Свернули на каменистую тропу, белевшую среди зарослей диких трав, подошли к высокой осыпи обрыва. Скрипнула впереди невидимая дверь. Привыкший к вольным степям юноша почувствовал, что вокруг уже — не полный ветра простор, а камень. Вониы вступили в недра горы, один за другим. Стало светло; в широких нишах по бокам белого нескончаемого коридора горели смоляные факелы.
Неровные, покатые ступени повели наверх; коридор расширился, открылся просторный зал. Суровые лики святых, лампады под золочеными образами — диковинная церковь под землей, в толще белого камня. И ждавшие, видимо, прибывших священники в сверкающем облачении, благословляющие усталых путников иконами, благовонным дымом ладана, золотыми крестами. Но не для молитвы пришли сюда ночные гости из-за моря. Скорее мимо; лестница вниз, небольшой полукруглый зал, новый подъем. Быстрее, быстрее! И вдруг остановились, натыкаясь друг на друга в темноте и втихомолку бранясь.
Бородатый подал Войку знак; друг за другом они скользнули дальше. В проеме двери вскоре показались звезды, под ними — тень часового, опиравшегося на копье. Войку, подобравшись, обхватил стража левой рукой под грудь, правой — поперек горла. Парень захрипел, выронил оружие. Бородатый деловито ударил пудовым кулаком, заткнул дозорному рот его же войлочным колпаком, связал.
Подошел князь. Втроем выглянули на просторный двор. В глубине темнело что-то большое, светились окна, угадывались очертания башни. Дворец!
Александр Палеолог молча показал: тебе с твоими людьми — влево, мне — вправо. И ринулись вперед, выставив клинки и копья.

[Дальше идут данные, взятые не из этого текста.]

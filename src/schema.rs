//! Vertex attribute schema for instanced node rendering
//!
//! The attribute order is fixed and must match the `@location` declarations
//! in the node vertex shader. Every attribute lives in its own GPU buffer, so
//! each one can be partially updated with a single linear byte range.

use std::fmt;

/// Size in bytes of one attribute element (all attributes are `f32`)
pub const ELEMENT_SIZE: usize = std::mem::size_of::<f32>();

/// Number of vertices in the shared draw template
pub const TEMPLATE_VERTEX_COUNT: u32 = 4;

/// Shared per-vertex template geometry: a quad as `(x, y, w)` triples.
///
/// Ordered for a triangle strip (`0-1-2`, `1-2-3`). The quad spans `[-1, 1]`
/// on both axes, which fully covers a unit circle.
pub const TEMPLATE_VERTICES: [f32; 12] = [
    -1.0, -1.0, 1.0, //
    1.0, -1.0, 1.0, //
    -1.0, 1.0, 1.0, //
    1.0, 1.0, 1.0,
];

/// Every vertex attribute, in binding order.
#[derive(Debug, Clone, Copy, PartialEq, Eq, Hash)]
pub enum Attribute {
    /// Built-in quad template (per-vertex)
    Template,
    /// Node center in canvas pixels
    Position,
    /// Node radius in canvas pixels
    Size,
    /// Fill color RGBA
    Color,
    /// Stroke width in canvas pixels
    StrokeWidth,
    /// Stroke color RGBA
    StrokeColor,
}

impl Attribute {
    /// All attributes in binding order
    pub const ALL: [Attribute; 6] = [
        Attribute::Template,
        Attribute::Position,
        Attribute::Size,
        Attribute::Color,
        Attribute::StrokeWidth,
        Attribute::StrokeColor,
    ];

    /// Attributes that advance once per instance
    pub const INSTANCED: [Attribute; 5] = [
        Attribute::Position,
        Attribute::Size,
        Attribute::Color,
        Attribute::StrokeWidth,
        Attribute::StrokeColor,
    ];

    /// Position of this attribute in [`Attribute::ALL`]
    pub const fn index(self) -> usize {
        self as usize
    }

    /// Static descriptor for this attribute
    pub const fn descriptor(self) -> AttributeDescriptor {
        match self {
            Attribute::Template => AttributeDescriptor::new("a_template", 0, 3, true),
            Attribute::Position => AttributeDescriptor::new("a_position", 1, 2, false),
            Attribute::Size => AttributeDescriptor::new("a_size", 2, 1, false),
            Attribute::Color => AttributeDescriptor::new("a_color", 3, 4, false),
            Attribute::StrokeWidth => AttributeDescriptor::new("a_stroke_width", 4, 1, false),
            Attribute::StrokeColor => AttributeDescriptor::new("a_stroke_color", 5, 4, false),
        }
    }
}

/// Description of one vertex attribute.
///
/// Immutable once built. Backing arrays and GPU buffers are owned by the
/// [`InstanceStore`](crate::store::InstanceStore), not by the descriptor.
#[derive(Debug, Clone, Copy, PartialEq, Eq)]
pub struct AttributeDescriptor {
    /// Shader input name
    pub name: &'static str,
    /// Shader location / binding slot
    pub binding_index: u32,
    /// Scalar components per element (1-4)
    pub component_count: usize,
    /// True only for the shared per-vertex template
    pub is_built_in: bool,
}

impl AttributeDescriptor {
    const fn new(
        name: &'static str,
        binding_index: u32,
        component_count: usize,
        is_built_in: bool,
    ) -> Self {
        Self {
            name,
            binding_index,
            component_count,
            is_built_in,
        }
    }

    /// Byte distance between consecutive elements
    pub const fn stride(&self) -> usize {
        self.component_count * ELEMENT_SIZE
    }

    /// Divisor for this attribute: 0 advances per vertex, 1 per instance
    pub const fn divisor(&self) -> u32 {
        if self.is_built_in { 0 } else { 1 }
    }

    /// Length of the backing array for a store holding `limit` instances,
    /// or `None` if it does not fit in `usize`
    pub const fn backing_len(&self, limit: usize) -> Option<usize> {
        if self.is_built_in {
            Some(TEMPLATE_VERTICES.len())
        } else {
            self.component_count.checked_mul(limit)
        }
    }
}

impl fmt::Display for AttributeDescriptor {
    fn fmt(&self, f: &mut fmt::Formatter<'_>) -> fmt::Result {
        write!(
            f,
            "{:<16} location={} components={} stride={:>2} step={}",
            self.name,
            self.binding_index,
            self.component_count,
            self.stride(),
            if self.is_built_in { "vertex" } else { "instance" }
        )
    }
}

/// Build the ordered attribute schema.
pub fn build_schema() -> [AttributeDescriptor; 6] {
    Attribute::ALL.map(Attribute::descriptor)
}

/// Number of floats written per instance across all per-instance attributes
pub fn instance_floats() -> usize {
    Attribute::INSTANCED
        .iter()
        .map(|attribute| attribute.descriptor().component_count)
        .sum()
}

#[cfg(test)]
mod tests {
    use super::*;

    #[test]
    fn test_schema_order_matches_binding_indices() {
        let schema = build_schema();
        for (i, descriptor) in schema.iter().enumerate() {
            assert_eq!(descriptor.binding_index as usize, i);
            assert_eq!(Attribute::ALL[i].index(), i);
        }
    }

    #[test]
    fn test_exactly_one_built_in() {
        let schema = build_schema();
        let built_in: Vec<_> = schema.iter().filter(|d| d.is_built_in).collect();
        assert_eq!(built_in.len(), 1);
        assert_eq!(built_in[0].name, "a_template");
        assert_eq!(built_in[0].component_count, 3);
    }

    #[test]
    fn test_instanced_component_counts() {
        let counts: Vec<usize> = Attribute::INSTANCED
            .iter()
            .map(|a| a.descriptor().component_count)
            .collect();
        assert_eq!(counts, vec![2, 1, 4, 1, 4]);
        assert_eq!(instance_floats(), 12);
    }

    #[test]
    fn test_template_is_homogeneous_quad() {
        assert_eq!(
            TEMPLATE_VERTICES.len(),
            TEMPLATE_VERTEX_COUNT as usize * 3
        );
        for vertex in TEMPLATE_VERTICES.chunks(3) {
            assert_eq!(vertex[0].abs(), 1.0);
            assert_eq!(vertex[1].abs(), 1.0);
            assert_eq!(vertex[2], 1.0);
        }
    }

    #[test]
    fn test_stride_and_divisor() {
        let color = Attribute::Color.descriptor();
        assert_eq!(color.stride(), 16);
        assert_eq!(color.divisor(), 1);

        let template = Attribute::Template.descriptor();
        assert_eq!(template.stride(), 12);
        assert_eq!(template.divisor(), 0);
    }

    #[test]
    fn test_backing_len() {
        assert_eq!(Attribute::Position.descriptor().backing_len(10), Some(20));
        assert_eq!(Attribute::Size.descriptor().backing_len(10), Some(10));
        // template never scales with the limit
        assert_eq!(Attribute::Template.descriptor().backing_len(10_000), Some(12));
        assert_eq!(Attribute::Color.descriptor().backing_len(usize::MAX), None);
        assert_eq!(Attribute::Template.descriptor().backing_len(usize::MAX), Some(12));
    }
}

Войку сшибся с кем-то во тьме, выбил чью-то саблю, кого-то рубанул, на него замахнувшегося. Противники падали, исчезая перед молодым рубакой, как призраки. Кто-то без одежды, безмерно большой, налетел на Чербула сослепу, откуда-то сбоку, и оба покатились по земле. Но сотник вскочил и бросился дальше в указанном ему направлении, рубя, оглушая рукоятью. Двор заполнился воплями, из дворца и других помещений выбегали неодетые люди, мелькали факелы, загорались в окнах и тут же гасли робкие свечки.
Кое-где пытались собраться, вооружиться, оказать сопротивление. Забил истошно над схваткой колокол, но вскоре умолк. И продолжали разливаться по широкой, забранной в крепкие стены дворцовой площади яростные вопли рубившихся, крики и стоны застигнутых врасплох.
В самом темном углу левой половины двора сгрудилась темная подвижная масса, к ней бежали отовсюду встрепанные тени. «Стекаются для отпора!» — понял Чербул. Приказав на бегу стегарю Галичу вести остальных к дворцу, сотник, взяв людей Кочи, ринулся к собравшейся толпе. Витязей встретили саблями; рубились долго, молча, сжав зубы, не прося пощады, не выдавая страха и боли ни стоном, ни последним вскриком. Противники Чербула отступали все дальше, пока оставшихся, двоих или троих, не приняла в себя раскрывшаяся вдруг стена, и Войку с земляками оказался перед тяжелой, наглухо захлопнутой калиткой.